## Your goal
The line containing "dotenv::dotenv().ok();" marks the end, so write out exactly every line from the top of the entries below through that one.

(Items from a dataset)
=-=-=

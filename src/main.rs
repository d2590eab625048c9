use anyhow::{anyhow, Result};
use log::info;

use best_rates::cli::{CliApp, CliOptions};
use best_rates::config::Config;
use best_rates::log_adapter::LogAdapter;

fn main() -> Result<()> {
    // 加载 .env 文件
    dotenv::dotenv().ok();

    let matches = CliApp::build_cli().get_matches();
    let options = CliOptions::from_matches(&matches);

    // 加载配置
    let config = Config::load(options.config_path.as_deref())?;
    let app = CliApp::new(config, options);

    // 初始化日志系统
    LogAdapter::init(app.log_level()).map_err(|e| anyhow!("初始化日志失败: {}", e))?;
    info!("配置加载完成");

    app.run()
}
/// First sentence following a "mission"/"values" marker, capped at 300 chars.
pub fn extract_mission_values(content: &str) -> String {
    if content.trim().is_empty() {
        return String::new();
    }

    let Some(captured) = MISSION_RE.captures(content).and_then(|c| c.get(1)) else {
        return MISSION_UNAVAILABLE.to_string();
    };

    let mission = captured.as_str().trim();
    if mission.chars().count() > MISSION_MAX_CHARS {
        format!("{}...", truncate_chars(mission, MISSION_MAX_CHARS))
    } else {
        mission.to_string()
    }
}

// ────────────────────────────────────────────────────────────────────────────
// Entry point
// ────────────────────────────────────────────────────────────────────────────

pub fn analyze_company(profile: &CompanyProfile) -> CompanyAnalysis {
    CompanyAnalysis {
        overview: CompanyOverview {
            name: profile.name.clone(),
            industry: profile.industry.clone(),
            size: profile.size.clone(),
            founded: profile.founded.clone(),
            location: profile.location.clone(),
        },
        mission_values: extract_mission_values(&profile.website_content),
        recent_news: profile.news.clone(),
        green_flags: detect_green_flags(profile),
        red_flags: detect_red_flags(profile),
        talking_points: generate_talking_points(profile),
        interview_insights: synthesize_interview_insights(profile),
    }
}

#[cfg(test)]
mod tests {
    use super::*;

    fn news(title: &str) -> NewsItem {
        NewsItem {
            title: title.to_string(),
            ..Default::default()
        }
    }

    fn sample_profile() -> CompanyProfile {
        CompanyProfile {
            name: "Acme Robotics".to_string(),
            industry: "Robotics".to_string(),
            size: "200-500 employees".to_string(),
            founded: "2015".to_string(),
            location: "Austin, TX".to_string(),
            website_content: "Our mission: build robots that help people. We value innovation, \
                              collaboration and work-life balance. Remote friendly with equity."
                .to_string(),
            news: vec![
                news("Acme Robotics raises $50M Series B"),
                news("Acme wins Best Place to Work award"),
            ],
        }
    }

    #[test]
    fn test_green_flags_from_news_and_culture() {
        let flags = detect_green_flags(&sample_profile());

        assert_eq!(flags[0], "Recent funding: Acme Robotics raises $50M Series B");
        assert!(flags.contains(&"Industry recognition: Acme wins Best Place to Work award".to_string()));
        assert!(flags.contains(&"Emphasizes work-life balance".to_string()));
        assert!(flags.contains(&"Offers remote work flexibility".to_string()));
        assert!(flags.contains(&"Offers equity/stock options".to_string()));
    }

    #[test]
    fn test_red_flags() {
        let profile = CompanyProfile {
            name: "Initech".to_string(),
            website_content: "Known for long hours and high turnover.".to_string(),
            news: vec![news("Initech announces layoffs"), news("Initech sued by former staff")],
            ..Default::default()
        };

        let flags = detect_red_flags(&profile);
        assert_eq!(
            flags,
            vec![
                "Layoffs reported: Initech announces layoffs",
                "Legal concerns: Initech sued by former staff",
                "High employee turnover mentioned",
                "Expectation of long work hours",
            ]
        );
    }

    #[test]
    fn test_talking_points_padded_to_minimum() {
        let profile = CompanyProfile {
            name: "Quiet Co".to_string(),
            ..Default::default()
        };

        let points = generate_talking_points(&profile);
        assert_eq!(points.len(), 5);
        assert!(points.iter().all(|p| p.contains("Quiet Co")));
    }

    #[test]
    fn test_talking_points_capped_at_seven() {
        let mut profile = sample_profile();
        profile.website_content.push_str(" Customer first. Sustainability. Diversity. Purpose.");

        let points = generate_talking_points(&profile);
        assert_eq!(points.len(), 7);
        assert!(points[0].contains("funding and growth"));
    }

    #[test]
    fn test_interview_insights() {
        let insights = synthesize_interview_insights(&sample_profile());

        assert!(insights.culture.contains("innovative and forward-thinking"));
        assert!(insights.culture.contains("collaborative"));
        assert!(insights.expectations.contains("working cross-functionally"));
        assert_eq!(insights.questions_to_ask.len(), 4);
        assert!(insights.questions_to_ask[3].contains("funding and growth"));
    }

    #[test]
    fn test_interview_insights_defaults() {
        let insights = synthesize_interview_insights(&CompanyProfile::default());
        assert!(insights.culture.ends_with("professional and growth-oriented"));
        assert!(insights.expectations.ends_with("team collaboration"));
        assert_eq!(insights.questions_to_ask.len(), 3);
    }

    #[test]
    fn test_extract_topic_from_title() {
        assert_eq!(extract_topic_from_title("Startup raises seed"), "funding and growth");
        assert_eq!(extract_topic_from_title("New product launch"), "product innovation");
        assert_eq!(extract_topic_from_title("Wins award"), "industry recognition");
        assert_eq!(extract_topic_from_title("Hiring spree"), "team expansion");
        assert_eq!(extract_topic_from_title(""), "recent developments");
    }

    #[test]
    fn test_extract_mission_values() {
        assert_eq!(
            extract_mission_values("Our mission: build robots that help people. More."),
            "build robots that help people"
        );
        assert_eq!(extract_mission_values(""), "");
        assert_eq!(extract_mission_values("We make widgets."), MISSION_UNAVAILABLE);

        let long = format!("Mission: {}", "a".repeat(400));
        let mission = extract_mission_values(&long);
        assert!(mission.ends_with("..."));
        assert_eq!(mission.chars().count(), 303);
    }

    #[test]
    fn test_analyze_company() {
        let analysis = analyze_company(&sample_profile());
        assert_eq!(analysis.overview.name, "Acme Robotics");
        assert_eq!(analysis.recent_news.len(), 2);
        assert!(!analysis.green_flags.is_empty());
        assert!(analysis.red_flags.is_empty());
        assert!((5..=7).contains(&analysis.talking_points.len()));
    }
}
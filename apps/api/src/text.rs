//! Shared keyword primitives used by every analyzer and generator.
//!
//! All matching in Applywise is dictionary-driven: a term "appears" in a text
//! when it occurs on word boundaries of the lowercased text. Terms that start
//! or end with punctuation (`.net`, `c++`, `c#`) skip the boundary check on
//! that side.

use once_cell::sync::Lazy;
use regex::Regex;

/// Word-ish tokens: `node.js`, `ci/cd`, `scikit-learn` stay whole.
static TOKEN_RE: Lazy<Regex> =
    Lazy::new(|| Regex::new(r"\b\w+(?:[.\-/+#]\w+)*\b").expect("token regex is valid"));

/// Returns true if `term` occurs in `haystack_lower` on word boundaries.
///
/// Both arguments are expected to be lowercase already.
pub fn contains_term(haystack_lower: &str, term: &str) -> bool {
    count_term(haystack_lower, term) > 0
}

/// Counts non-overlapping boundary matches of `term` in `haystack_lower`.
pub fn count_term(haystack_lower: &str, term: &str) -> usize {
    find_term(haystack_lower, term).count()
}

/// Byte offsets of each boundary match of `term` in `haystack_lower`.
pub fn find_term<'a>(haystack_lower: &'a str, term: &'a str) -> impl Iterator<Item = usize> + 'a {
    let check_start = term.chars().next().is_some_and(|c| c.is_alphanumeric());
    let check_end = term.chars().next_back().is_some_and(|c| c.is_alphanumeric());

    haystack_lower
        .match_indices(term)
        .filter(move |(start, matched)| {
            let end = start + matched.len();
            let before_ok = !check_start
                || haystack_lower[..*start]
                    .chars()
                    .next_back()
                    .map_or(true, |c| !c.is_alphanumeric());
            let after_ok = !check_end
                || haystack_lower[end..]
                    .chars()
                    .next()
                    .map_or(true, |c| !c.is_alphanumeric());
            !term.is_empty() && before_ok && after_ok
        })
        .map(|(start, _)| start)
}

/// Splits text into keyword-shaped tokens, preserving the original casing.
pub fn tokenize(text: &str) -> Vec<&str> {
    TOKEN_RE.find_iter(text).map(|m| m.as_str()).collect()
}

/// Joins items the way a sentence would: "a", "a and b", "a, b, and c".
pub fn join_natural<S: AsRef<str>>(items: &[S]) -> String {
    match items {
        [] => String::new(),
        [only] => only.as_ref().to_string(),
        [first, second] => format!("{} and {}", first.as_ref(), second.as_ref()),
        [init @ .., last] => {
            let head: Vec<&str> = init.iter().map(|s| s.as_ref()).collect();
            format!("{}, and {}", head.join(", "), last.as_ref())
        }
    }
}

/// Truncates to at most `max_chars` characters without splitting a code point.
pub fn truncate_chars(text: &str, max_chars: usize) -> &str {
    match text.char_indices().nth(max_chars) {
        Some((idx, _)) => &text[..idx],
        None => text,
    }
}

/// Lowercases only the first character, so a phrase can continue a sentence.
pub fn lowercase_first(text: &str) -> String {
    let mut chars = text.chars();
    match chars.next() {
        Some(first) => first.to_lowercase().chain(chars).collect(),
        None => String::new(),
    }
}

=-=-=

## Exercise result
filename src/main.rs
repository d2590eab625048c9
use anyhow::{anyhow, Result};
use log::info;

use best_rates::cli::{CliApp, CliOptions};
use best_rates::config::Config;
use best_rates::log_adapter::LogAdapter;

fn main() -> Result<()> {
    // 加载 .env 文件
    dotenv::dotenv().ok();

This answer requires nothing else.